(Records excerpted from a collection)
+--

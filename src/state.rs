//! Mutable per-instance DRBG state.

use crate::core::CoreParams;
use crate::entropy::TestHook;
use zeroize::Zeroizing;

/// The mutable working state of one DRBG instance.
///
/// For Hash/HMAC, `v` and `c` are the running seed value and the derived
/// constant/key respectively. For CTR, `v` holds the running counter
/// (`block_len` bytes) and `c` holds the current key (`key_len` bytes).
pub struct DrbgState {
    pub core: &'static CoreParams,
    pub v: Zeroizing<Vec<u8>>,
    pub c: Zeroizing<Vec<u8>>,
    pub reseed_counter: u64,
    pub seeded: bool,
    pub prediction_resistance: bool,
    /// Process id captured at seed time, for fork detection.
    pub seed_init_owner: u32,
    /// CTR mechanism only: DF output from a pre-generate `update` (reseed
    /// code 2), preserved for reuse by the matching post-generate `update`
    /// (reseed code 3).
    pub ctr_df_data: Option<Zeroizing<Vec<u8>>>,
    pub test_hook: Option<TestHook>,
}

impl DrbgState {
    /// An unseeded, zeroed state for `core`.
    pub fn new(core: &'static CoreParams) -> Self {
        DrbgState {
            core,
            v: Zeroizing::new(vec![0u8; core.state_len]),
            c: Zeroizing::new(vec![0u8; core.state_len]),
            reseed_counter: 0,
            seeded: false,
            prediction_resistance: false,
            seed_init_owner: 0,
            ctr_df_data: None,
            test_hook: None,
        }
    }

    /// Wipe every secret field and mark the state unseeded, as
    /// `uninstantiate` requires.
    pub fn wipe(&mut self) {
        self.v.iter_mut().for_each(|b| *b = 0);
        self.c.iter_mut().for_each(|b| *b = 0);
        self.ctr_df_data = None;
        self.reseed_counter = 0;
        self.seeded = false;
    }
}

#[cfg(test)]
mod tests {
    use super::*;
    use crate::core::{lookup, CoreId, Mechanism, Primitive};

    #[test]
    fn wipe_zeroes_v_and_c_and_resets_counters() {
        let core = lookup(CoreId::new(Mechanism::Hmac, Primitive::Sha256)).unwrap();
        let mut s = DrbgState::new(core);
        s.v.iter_mut().for_each(|b| *b = 0xAA);
        s.c.iter_mut().for_each(|b| *b = 0xBB);
        s.reseed_counter = 5;
        s.seeded = true;
        s.wipe();
        assert!(s.v.iter().all(|&b| b == 0));
        assert!(s.c.iter().all(|&b| b == 0));
        assert_eq!(s.reseed_counter, 0);
        assert!(!s.seeded);
    }
}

+--

== Task description ==
Copy all the records exactly so that no character differs from the source.

== Written reply ==
filename src/state.rs
//! Mutable per-instance DRBG state.

use crate::core::CoreParams;
use crate::entropy::TestHook;
use zeroize::Zeroizing;

/// The mutable working state of one DRBG instance.
///
/// For Hash/HMAC, `v` and `c` are the running seed value and the derived
/// constant/key respectively. For CTR, `v` holds the running counter
/// (`block_len` bytes) and `c` holds the current key (`key_len` bytes).
pub struct DrbgState {
    pub core: &'static CoreParams,
    pub v: Zeroizing<Vec<u8>>,
    pub c: Zeroizing<Vec<u8>>,
    pub reseed_counter: u64,
    pub seeded: bool,
    pub prediction_resistance: bool,
    /// Process id captured at seed time, for fork detection.
    pub seed_init_owner: u32,
    /// CTR mechanism only: DF output from a pre-generate `update` (reseed
    /// code 2), preserved for reuse by the matching post-generate `update`
    /// (reseed code 3).
    pub ctr_df_data: Option<Zeroizing<Vec<u8>>>,
    pub test_hook: Option<TestHook>,
}

impl DrbgState {
    /// An unseeded, zeroed state for `core`.
    pub fn new(core: &'static CoreParams) -> Self {
        DrbgState {
            core,
            v: Zeroizing::new(vec![0u8; core.state_len]),
            c: Zeroizing::new(vec![0u8; core.state_len]),
            reseed_counter: 0,
            seeded: false,
            prediction_resistance: false,
            seed_init_owner: 0,
            ctr_df_data: None,
            test_hook: None,
        }
    }

    /// Wipe every secret field and mark the state unseeded, as
    /// `uninstantiate` requires.
    pub fn wipe(&mut self) {
        self.v.iter_mut().for_each(|b| *b = 0);
        self.c.iter_mut().for_each(|b| *b = 0);
        self.ctr_df_data = None;
        self.reseed_counter = 0;
        self.seeded = false;
    }
}

#[cfg(test)]
mod tests {
    use super::*;
    use crate::core::{lookup, CoreId, Mechanism, Primitive};

    #[test]
    fn wipe_zeroes_v_and_c_and_resets_counters() {
        let core = lookup(CoreId::new(Mechanism::Hmac, Primitive::Sha256)).unwrap();
        let mut s = DrbgState::new(core);
        s.v.iter_mut().for_each(|b| *b = 0xAA);
        s.c.iter_mut().for_each(|b| *b = 0xBB);
        s.reseed_counter = 5;
        s.seeded = true;
        s.wipe();
        assert!(s.v.iter().all(|&b| b == 0));
        assert!(s.c.iter().all(|&b| b == 0));
        assert_eq!(s.reseed_counter, 0);
        assert!(!s.seeded);
    }
}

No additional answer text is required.